Наладив хозяйственную жизнь, понастроив школ и церквей, казаки вернулись к привычному быту. Работе отдавали все силы, но и веселиться умели. Самыми веселыми праздниками были Рождество, Масленица, Пасха. В Рождество и на святках — христославщики, маскарадные карнавальчики с ряжеными, обходившими все дома подряд, строительство баррикад из саней поперек улицы. А бывало, пока казак бражничает в гостях у друга, перевозжают его застоявшегося на морозе коня вместо удил за неподвижную часть упряжи. Дурная шутка, а шучивали. Выйдет захмелевший гость, отвяжет лошадь, нукнет… и понесет неуправляемый конь. Хорошо, коли только ушибами отделается седок. На масленице — кавалькады: всадники и всадницы на лошадях и верблюдах, тройки, где в кореню лишь хомут да дуга. Женщины в ярких шалях, полощущихся при скорой езде. На Пасхе — высоченные общественные качели. Визг, хохот, испуганные крики, когда стоящие на козлах парни так раскачают, что того и гляди через матицу полетишь.

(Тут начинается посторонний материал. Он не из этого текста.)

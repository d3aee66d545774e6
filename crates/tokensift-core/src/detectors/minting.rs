//! Token supply expansion: uncapped and owner-controlled minting.

use crate::detectors::{DetectorResult, has_inline_owner_check, owner_modifier};
use crate::rules::catalog::RiskType;
use crate::rules::finding::RiskFinding;
use crate::source::model::StructuralModel;
use crate::source::patterns::{RE_MINT_NAME, RE_SUPPLY_CAP_NAME, RE_SUPPLY_CHECK, compiled};

pub fn detect(model: &StructuralModel) -> DetectorResult {
    let mint_name = compiled(&RE_MINT_NAME, "mint_name")?;
    let cap_name = compiled(&RE_SUPPLY_CAP_NAME, "supply_cap_name")?;
    let supply_check = compiled(&RE_SUPPLY_CHECK, "supply_check")?;

    let has_supply_cap = model.variables().iter().any(|v| cap_name.is_match(&v.name))
        || model.functions().iter().any(|f| cap_name.is_match(&f.name));

    let mut findings = Vec::new();

    for f in model
        .functions()
        .iter()
        .filter(|f| mint_name.is_match(&f.name) && !f.body.trim().is_empty())
    {
        if !has_supply_cap && !supply_check.is_match(&f.body) {
            findings.push(
                RiskFinding::at(
                    model,
                    RiskType::UnlimitedMinting,
                    f.start_line,
                    format!(
                        "function `{}` mints without a supply cap or total-supply check",
                        f.name
                    ),
                )
                .with_function(&f.name),
            );
        }

        let gate = owner_modifier(model, f)?;
        if gate.is_some() || has_inline_owner_check(f)? {
            let mut finding = RiskFinding::at(
                model,
                RiskType::OwnerRestrictedMinting,
                f.start_line,
                match gate {
                    Some(m) => format!("function `{}` mints behind modifier `{m}`", f.name),
                    None => format!("function `{}` mints behind an inline owner check", f.name),
                },
            )
            .with_function(&f.name);
            if let Some(m) = gate {
                finding = finding.with_modifier(m);
            }
            findings.push(finding);
        }
    }

    Ok(findings)
}
//! Concentration of control: owner-gated surface, pausing, ownership hand-off.

use crate::detectors::{DetectorResult, owner_modifier};
use crate::error::Error;
use crate::rules::catalog::RiskType;
use crate::rules::finding::RiskFinding;
use crate::source::model::StructuralModel;
use crate::source::patterns::{
    RE_OWNERSHIP_ACCEPT_FN, RE_OWNERSHIP_TRANSFER_FN, RE_PAUSABLE_MARKER, RE_PAUSE_FUNCTION,
    RE_PAUSE_MODIFIER, compiled,
};

/// Distinct owner-gated functions needed to report centralized ownership.
pub const CENTRALIZED_OWNERSHIP_THRESHOLD: usize = 3;

pub fn detect(model: &StructuralModel) -> DetectorResult {
    let mut findings = Vec::new();

    if let Some(f) = centralized_ownership(model)? {
        findings.push(f);
    }
    if let Some(f) = pausable(model)? {
        findings.push(f);
    }
    if let Some(f) = ownership_transfer(model)? {
        findings.push(f);
    }

    Ok(findings)
}

fn centralized_ownership(model: &StructuralModel) -> Result<Option<RiskFinding>, Error> {
    let mut names: Vec<&str> = Vec::new();
    let mut first_line = 0;

    for f in model.functions() {
        if owner_modifier(model, f)?.is_none() {
            continue;
        }
        if names.is_empty() {
            first_line = f.start_line;
        }
        if !names.contains(&f.name.as_str()) {
            names.push(&f.name);
        }
    }

    if names.len() < CENTRALIZED_OWNERSHIP_THRESHOLD {
        return Ok(None);
    }

    let joined = names.join(", ");
    Ok(Some(
        RiskFinding::at(
            model,
            RiskType::CentralizedOwnership,
            first_line,
            format!("{} functions are restricted to a privileged caller: {joined}", names.len()),
        )
        .with_function(joined),
    ))
}

fn pausable(model: &StructuralModel) -> Result<Option<RiskFinding>, Error> {
    let pause_fn = compiled(&RE_PAUSE_FUNCTION, "pause_function")?;
    let marker = compiled(&RE_PAUSABLE_MARKER, "pausable_marker")?;
    let pause_mod = compiled(&RE_PAUSE_MODIFIER, "pause_modifier")?;

    if let Some(f) = model.functions().iter().find(|f| pause_fn.is_match(&f.name)) {
        return Ok(Some(
            RiskFinding::at(
                model,
                RiskType::PausableContract,
                f.start_line,
                format!("function `{}` can halt contract operations", f.name),
            )
            .with_function(&f.name),
        ));
    }

    if let Some(m) = marker.find(model.source()) {
        return Ok(Some(RiskFinding::at(
            model,
            RiskType::PausableContract,
            model.line_of(m.start()),
            "contract inherits a pausable base",
        )));
    }

    for f in model.functions() {
        if let Some(m) = f.modifiers.iter().find(|m| pause_mod.is_match(m)) {
            return Ok(Some(
                RiskFinding::at(
                    model,
                    RiskType::PausableContract,
                    f.start_line,
                    format!("function `{}` is gated by pause modifier `{m}`", f.name),
                )
                .with_function(&f.name)
                .with_modifier(m),
            ));
        }
    }

    Ok(None)
}

fn ownership_transfer(model: &StructuralModel) -> Result<Option<RiskFinding>, Error> {
    let transfer_fn = compiled(&RE_OWNERSHIP_TRANSFER_FN, "ownership_transfer_fn")?;
    let accept_fn = compiled(&RE_OWNERSHIP_ACCEPT_FN, "ownership_accept_fn")?;

    if model.functions().iter().any(|f| accept_fn.is_match(&f.name)) {
        return Ok(None);
    }

    Ok(model
        .functions()
        .iter()
        .find(|f| transfer_fn.is_match(&f.name))
        .map(|f| {
            RiskFinding::at(
                model,
                RiskType::OwnershipTransfer,
                f.start_line,
                format!("function `{}` hands over ownership in a single step", f.name),
            )
            .with_function(&f.name)
        }))
}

Выше уже говорилось о налогах и повинностях как системах, определявших и жизнь сельского населения, и его взаимоотношения с государством. От особо тяжелой повинности — воинской — казаки были свободны при всех управителях Китая. Какое это имело значение для казаков? Представьте их положение, когда они входили в состав Забайкальского казачьего войска. Многосемейны, дети погодки. Служба — четыре года. Пусть будет три сына, три полноценных работника. Каждый в лучшей физической поре уходит из хозяйства на четыре года. На этот срок: убывают из хозяйства три лучшие лошади. Затраты на три воинских обмундирования, на три верховые конские сбруи. Ото всех этих тяжких трат трехреченцы свободны. Мелкие повинности регулируются сходами, осуществляются атаманами. Налог отбирает у сельскохозяйственного производителя какую-то долю его чистого дохода. Чем выше эта доля, тем ниже уровень его расширенного производства. Насколько глубоким оказалось ‘золотое дно’ Трехречья? Надолго ли его хватило? Трехреченцы утверждают, что лучше всего им жилось при китайской администрации 1921—1931 гг. Налоговая система в те годы была привольной. Налог собирался на месте приезжим китайским чиновником, им же определялся размер налога. Чиновник соблюдал, главным образом, интересы свои, интересы провинции и управляющего ею губернатора — соблюдал в меру возможности, а об общегосударственных интересах не думал вовсе (не было еще централизованного Китая). Любил китаец-чиновник поклон пониже да подарочек побогаче. Низким поклоном атамана в сочетании с богатым подарком за счет всего сельского общества добивались казаки малого налога, ссылаясь на мнимые недород, засуху или эпизоотии. Торговались, как в бакалейной лавочке: порой трижды кланялись и трижды подарки носили. Само собой разумеется, угощали налогового гостя на славу. Результатом обе договаривающиеся стороны были чрезвычайно довольны. На том и стояло быстрое экономическое возрождение — обогащение эмигрировавших в Китай казаков-забайкальцев.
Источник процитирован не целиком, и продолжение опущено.